For 38 years, I worked as a professional journalist at the Hobart Gazette and Post-Tribune newspapers, and at Modern Physician and Modern Healthcare magazines and digital publications. Much of my time in the press was spent as a watchdog, covering government at the town, city, county, state and national levels. I know what makes for good government, and bad. I’m for good government, which, at its best, is a tool box to do the work of the people they can’t reasonably and efficiently do for themselves as individuals. I promise to apply the good government principles I’ve learned over the decades — truthfulness, transparency, empathy, curiosity, intelligence and, hopefully, wisdom — to my role as a Hobart city leader.
As a Hobart resident for more that 50 years, I’m concerned about our local environment. I remain active in Hobart’s No Re-Zone grass roots movement to halt the city’s plan to turn 680 acres of farmland south of 61st Avenue on both sides of Colorado Street into an industrial zone. If fully built out with factories, warehouses and truck terminal, the industrial park could draw as many as 2,100 truck trips a day to what is now a residential and agricultural area. The two incumbent At-Large city council members who are both running for re-election voted for the industrial zone. I intend to make this campaign, in part, a referendum on their decision and finding alternatives to this bad plan for Hobart.
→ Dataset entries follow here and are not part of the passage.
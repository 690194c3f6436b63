//! End-to-end checkout flows against the scripted backend.

#![allow(clippy::unwrap_used)]

use std::time::Duration;

use reqwest::StatusCode;
use serde_json::json;

use awis_integration_tests::{TestContext, location};

fn digital_only(ctx: &TestContext) {
    ctx.backend.script(|s| {
        s.config = json!({
            "cod_status": 0,
            "payment_methods": [{"key": "fatoorah", "label": "MyFatoorah"}],
        });
    });
}

#[tokio::test]
async fn test_empty_cart_redirects_to_cart() {
    let ctx = TestContext::new().await;

    let response = ctx.get("/checkout").await;
    assert_eq!(response.status(), StatusCode::SEE_OTHER);
    assert_eq!(location(&response), "/cart");
    assert!(ctx.backend.requests_to("/get-guest-id").is_empty());
}

#[tokio::test]
async fn test_guest_failure_blocks_checkout() {
    let ctx = TestContext::new().await;
    ctx.backend.script(|s| s.guest_id = None);
    ctx.add_to_cart().await;

    let response = ctx.get("/checkout").await;
    assert_eq!(response.status(), StatusCode::SERVICE_UNAVAILABLE);
    let body = response.text().await.unwrap();
    assert!(body.contains("Could not create a guest session"));
    assert!(!body.contains("name=\"street\""));
}

#[tokio::test]
async fn test_address_step_lists_countries() {
    let ctx = TestContext::new().await;
    ctx.add_to_cart().await;

    let body = ctx.get("/checkout").await.text().await.unwrap();
    assert!(body.contains("<option value=\"Kuwait\" selected>"));
    assert!(body.contains("Saudi Arabia"));
    assert_eq!(ctx.backend.requests_to("/get-guest-id").len(), 1);

    // The guest id is issued once per session
    ctx.get("/checkout").await;
    assert_eq!(ctx.backend.requests_to("/get-guest-id").len(), 1);
}

#[tokio::test]
async fn test_unauthorized_country_list_keeps_default() {
    let ctx = TestContext::new().await;
    ctx.backend.script(|s| s.countries = None);
    ctx.add_to_cart().await;

    let response = ctx.get("/checkout").await;
    assert_eq!(response.status(), StatusCode::OK);
    let body = response.text().await.unwrap();
    assert!(body.contains("Not authorized. Please reload the page or sign in."));
    assert!(body.contains("<option value=\"Kuwait\" selected>"));

    // The pre-filled country still lets the step advance
    ctx.submit_address().await;
    let body = ctx.get("/checkout").await.text().await.unwrap();
    assert!(body.contains("Cash on Delivery"));
}

#[tokio::test]
async fn test_incomplete_address_stays_on_step_one() {
    let ctx = TestContext::new().await;
    ctx.add_to_cart().await;
    ctx.get("/checkout").await;

    let response = ctx
        .post("/checkout/address", &[("name", "Sara"), ("country", "Kuwait")])
        .await;
    assert_eq!(location(&response), "/checkout");

    let body = ctx.get("/checkout").await.text().await.unwrap();
    assert!(body.contains("Please fill in all required fields"));
    assert!(body.contains("value=\"Sara\""));
    assert!(ctx.backend.requests_to("/config").is_empty());
}

#[tokio::test]
async fn test_cash_on_delivery_order() {
    let ctx = TestContext::new().await;
    let body = ctx.reach_step_two().await;
    assert!(body.contains("Standard"));
    assert!(body.contains("Fast Delivery"));
    assert!(body.contains("Cash on Delivery"));
    assert!(body.contains("7.500 د.ك"));

    let response = ctx.post("/checkout/place", &[]).await;
    assert_eq!(response.status(), StatusCode::SEE_OTHER);
    let success = location(&response);
    assert_eq!(success, "/order-success?id=9001&total=7.5&payment=cod");

    let chosen = ctx.backend.requests_to("/shipping-method/choose-for-order");
    assert_eq!(chosen.len(), 1);
    assert_eq!(chosen[0].body["id"], 1);
    assert_eq!(chosen[0].body["cart_group_id"], "group-1");

    let placed = ctx.backend.requests_to("/customer/order/place");
    assert_eq!(placed.len(), 1);
    let order = &placed[0].body;
    assert_eq!(order["address_id"], 7);
    assert_eq!(order["delivery"], 1);
    assert_eq!(order["payment"], "cod");
    assert_eq!(order["guest_id"], "501");
    assert_eq!(order["phone"], "96551234567");
    assert_eq!(order["email"], "orders@awisapp.com");
    assert_eq!(order["cartItems"][0]["product_id"], 11);

    let body = ctx.get(&success).await.text().await.unwrap();
    assert!(body.contains("#9001"));
    assert!(body.contains("7.500 د.ك"));
    assert!(body.contains("Cash on Delivery"));

    tokio::time::sleep(Duration::from_millis(500)).await;
    let body = ctx.get("/cart").await.text().await.unwrap();
    assert!(body.contains("Your cart is empty"));
}

#[tokio::test]
async fn test_submission_order_of_backend_calls() {
    let ctx = TestContext::new().await;
    ctx.reach_step_two().await;
    ctx.post("/checkout/place", &[]).await;

    let paths: Vec<String> = ctx
        .backend
        .requests()
        .into_iter()
        .map(|r| r.path)
        .filter(|p| {
            [
                "/customer/address/add",
                "/cart",
                "/shipping-method/choose-for-order",
                "/customer/order/place",
            ]
            .contains(&p.as_str())
        })
        .collect();
    assert_eq!(
        paths,
        vec![
            "/customer/address/add",
            "/cart",
            "/shipping-method/choose-for-order",
            "/customer/order/place",
        ]
    );
}

#[tokio::test]
async fn test_address_id_found_by_polling() {
    let ctx = TestContext::new().await;
    ctx.backend.script(|s| {
        s.address_add = json!({"message": "created"});
        s.address_lists = vec![json!([]), json!([{"id": 3}, {"id": "12"}])];
    });
    ctx.reach_step_two().await;

    let response = ctx.post("/checkout/place", &[]).await;
    assert!(location(&response).starts_with("/order-success?id=9001"));
    assert_eq!(ctx.backend.requests_to("/customer/address/list").len(), 2);

    let placed = ctx.backend.requests_to("/customer/order/place");
    assert_eq!(placed[0].body["address_id"], 12);
}

#[tokio::test]
async fn test_digital_payment_redirect_and_callback() {
    let ctx = TestContext::new().await;
    digital_only(&ctx);
    let body = ctx.reach_step_two().await;
    assert!(body.contains("MyFatoorah"));
    assert!(!body.contains("Cash on Delivery"));

    let response = ctx.post("/checkout/place", &[]).await;
    assert_eq!(response.status(), StatusCode::SEE_OTHER);
    assert_eq!(location(&response), "https://pay.gateway.test/session/abc");
    assert!(ctx.backend.requests_to("/customer/order/place").is_empty());

    let requested = ctx.backend.requests_to("/digital-payment");
    assert_eq!(requested.len(), 1);
    let request = &requested[0].body;
    assert_eq!(request["payment_method"], "fatoorah");
    assert_eq!(request["address_id"], 7);
    assert_eq!(request["billing_address_id"], 7);
    assert_eq!(request["payment_platform"], "web");
    assert!(
        request["external_redirect_link"]
            .as_str()
            .unwrap()
            .ends_with("/payment/callback?flag=success&token={token}")
    );

    let response = ctx.get("/payment/callback?flag=success&token=tok-1").await;
    assert_eq!(response.status(), StatusCode::OK);
    let body = response.text().await.unwrap();
    assert!(body.contains("#tok-1"));
    assert!(body.contains("Online payment"));

    // The attempt marker is consumed by the first callback
    let response = ctx.get("/payment/callback?flag=success&token=tok-1").await;
    assert_eq!(location(&response), "/");
}

#[tokio::test]
async fn test_cancelled_payment_returns_to_checkout() {
    let ctx = TestContext::new().await;
    digital_only(&ctx);
    ctx.reach_step_two().await;
    ctx.post("/checkout/place", &[]).await;

    let response = ctx.get("/payment/callback?flag=failed").await;
    assert_eq!(location(&response), "/checkout");

    let body = ctx.get("/checkout").await.text().await.unwrap();
    assert!(body.contains("The payment was not completed"));
    assert!(body.contains("MyFatoorah"));
}

#[tokio::test]
async fn test_missing_redirect_link_is_shown() {
    let ctx = TestContext::new().await;
    digital_only(&ctx);
    ctx.backend
        .script(|s| s.digital = json!({"message": "Gateway disabled"}));
    ctx.reach_step_two().await;

    let response = ctx.post("/checkout/place", &[]).await;
    assert_eq!(location(&response), "/checkout");

    let body = ctx.get("/checkout").await.text().await.unwrap();
    assert!(body.contains("No redirect_link received from backend! Error: Gateway disabled"));
}

#[tokio::test]
async fn test_form_payment_mode_renders_payment_form() {
    let ctx = TestContext::with_settings(&[("STOREFRONT_PAYMENT_MODE", "form")]).await;
    digital_only(&ctx);
    ctx.reach_step_two().await;

    let response = ctx.post("/checkout/place", &[]).await;
    assert_eq!(response.status(), StatusCode::OK);
    let body = response.text().await.unwrap();
    assert!(body.contains("/customer/web-payment-request\""));
    assert!(body.contains("name=\"_token\" value=\"csrf-test-token\""));
    assert!(body.contains("name=\"payment_method\" value=\"fatoorah\""));
    assert!(ctx.backend.requests_to("/digital-payment").is_empty());
}

#[tokio::test]
async fn test_shipping_choice_is_persisted() {
    let ctx = TestContext::new().await;
    ctx.reach_step_two().await;

    let response = ctx.post("/checkout/shipping", &[("method", "2")]).await;
    assert_eq!(location(&response), "/checkout");
    let chosen = ctx.backend.requests_to("/shipping-method/choose-for-order");
    assert_eq!(chosen.len(), 1);
    assert_eq!(chosen[0].body["id"], 2);

    let body = ctx.get("/checkout").await.text().await.unwrap();
    assert!(body.contains("value=\"2\" checked"));
    assert!(body.contains("9.000 د.ك"));

    ctx.post("/checkout/shipping", &[("method", "99")]).await;
    let body = ctx.get("/checkout").await.text().await.unwrap();
    assert!(body.contains("The selected shipping method is not available"));
    assert_eq!(
        ctx.backend
            .requests_to("/shipping-method/choose-for-order")
            .len(),
        1
    );
}

#[tokio::test]
async fn test_back_returns_to_address_step() {
    let ctx = TestContext::new().await;
    ctx.reach_step_two().await;

    let response = ctx.post("/checkout/back", &[]).await;
    assert_eq!(location(&response), "/checkout");
    let body = ctx.get("/checkout").await.text().await.unwrap();
    assert!(body.contains("name=\"street\""));
    assert!(body.contains("value=\"Block 10, Street 5\""));
}

#[tokio::test]
async fn test_pages_carry_security_headers() {
    let ctx = TestContext::new().await;

    let response = ctx.get("/").await;
    assert_eq!(response.status(), StatusCode::OK);
    let headers = response.headers();
    let csp = headers
        .get("content-security-policy")
        .unwrap()
        .to_str()
        .unwrap();
    assert!(csp.contains("'nonce-"));
    assert_eq!(headers.get("x-frame-options").unwrap(), "DENY");
    assert!(headers.get("x-request-id").is_some());
}
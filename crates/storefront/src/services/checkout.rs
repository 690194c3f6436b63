//! Checkout orchestration against the commerce backend.
//!
//! The wizard in `awis-core` decides *what* state the checkout is in; this
//! module performs the backend calls that feed it:
//!
//! - step-2 loading (shipping quotes and payment methods, concurrently)
//! - the allowed-country list for the address step
//! - persisting a chosen shipping method
//! - order submission, a strictly ordered sequence ending in either a
//!   cash-on-delivery order or a hand-off to the payment gateway
//!
//! Every function reports shopper-visible failures as [`Message`]s.

use std::time::Duration;

use thiserror::Error;
use tokio_util::sync::CancellationToken;
use tracing::instrument;

use awis_core::{
    AddressId, CartGroupId, CheckoutWizard, GuestId, Language, LocalCart, Message,
    OrderReference, PaymentMethod, PaymentSelection, Price, SellerRef, ShippingMethodId,
    ShippingOption, ShippingSelection,
};

use crate::backend::{
    BackendError, CommerceBackend, DigitalPaymentOutcome, DigitalPaymentRequest, NewAddress,
    PaymentFormTokenSource, PlaceOrderRequest, WebPaymentForm,
};
use crate::config::{CheckoutConfig, PaymentMode};
use crate::error::add_breadcrumb;
use crate::models::ShopperSession;

/// Address-list polls after an add-address response without an id.
pub const ADDRESS_POLL_ATTEMPTS: usize = 5;

/// Pause between address-list polls.
pub const ADDRESS_POLL_INTERVAL: Duration = Duration::from_millis(300);

/// Delay before the local cart is cleared after a cash-on-delivery order.
pub const CART_CLEAR_DELAY: Duration = Duration::from_millis(200);
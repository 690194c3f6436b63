//! Return from the hosted payment gateway.
//!
//! The gateway appends `flag` (and for some gateways `token`) to the
//! configured callback URL. Only sessions that actually left for a payment
//! page are handled; anything else goes home.

use axum::{
    extract::{Query, State},
    response::{IntoResponse, Redirect, Response},
};
use serde::Deserialize;
use tracing::instrument;

use awis_core::{LocalCart, Message, WizardEvent};

use crate::error::{Result, add_breadcrumb};
use crate::labels::Labels;
use crate::middleware::CspNonce;
use crate::models::ShopperSession;
use crate::routes::Page;
use crate::routes::home::ContactView;
use crate::routes::order_success::OrderSuccessTemplate;
use crate::state::AppState;

#[derive(Debug, Deserialize)]
pub struct CallbackQuery {
    pub flag: Option<String>,
    pub token: Option<String>,
}

/// Handle the gateway's return.
#[instrument(skip(state, session, nonce))]
pub async fn callback(
    State(state): State<AppState>,
    session: ShopperSession,
    nonce: CspNonce,
    Query(query): Query<CallbackQuery>,
) -> Result<Response> {
    if !session.take_payment_attempt().await? {
        return Ok(Redirect::to("/").into_response());
    }
    let lang = session.language(state.config().default_language).await;
    let wizard = session.wizard().await?;

    if query.flag.as_deref() != Some("success") {
        tracing::info!(flag = ?query.flag, "Payment not completed");
        session
            .save_wizard(&wizard.apply(WizardEvent::SubmissionFailed(
                Message::PaymentNotCompleted,
            )))
            .await?;
        return Ok(Redirect::to("/checkout").into_response());
    }

    if let Some(guest) = session.guest_id().await? {
        state.views().supersede(&guest).await;
    }
    session.save_cart(&LocalCart::new()).await?;
    session
        .save_wizard(&wizard.apply(WizardEvent::OrderCompleted))
        .await?;

    let order_id = query
        .token
        .filter(|t| !t.trim().is_empty())
        .unwrap_or_else(|| "-".to_string());
    tracing::info!(order = %order_id, "Digital payment completed");
    add_breadcrumb("checkout", "Payment completed", Some(&[("order_id", &order_id)]));

    Ok(OrderSuccessTemplate {
        page: Page::new(&state, lang, nonce),
        order_id,
        total: None,
        payment: Some(Labels::for_language(lang).online_payment.to_string()),
        contacts: ContactView::for_state(&state),
    }
    .into_response())
}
I am the chair of the NWI Green Party and a co-founder and treasurer of NWI Medicare for All, a cross-partisan educational organization. I am proud to have worked with and support the Just Transition environmental campaign to ensure a complete cleanup of NIPSCO’s toxic coal ash dumps at its Lake Michigan lakefront power plants.
I was elected seven times as union president of Local 14 – Gary Newspaper Guild and helped bargain two labor contracts, represented my local at the Northwest Indiana Federation of Labor an at TNG’s regional councils and national conventions, walking picket lines with the Steelworkers and healthcare workers’ union. I held an Indiana real estate broker’s license, invested in, lived in and rehabbed five Hobart houses and opened Sweeney Fid’s Sweet Shop ice cream parlor in downtown Hobart, I served four years in the Peace Corps as an ag extension agent in Sierra Leone, Africa.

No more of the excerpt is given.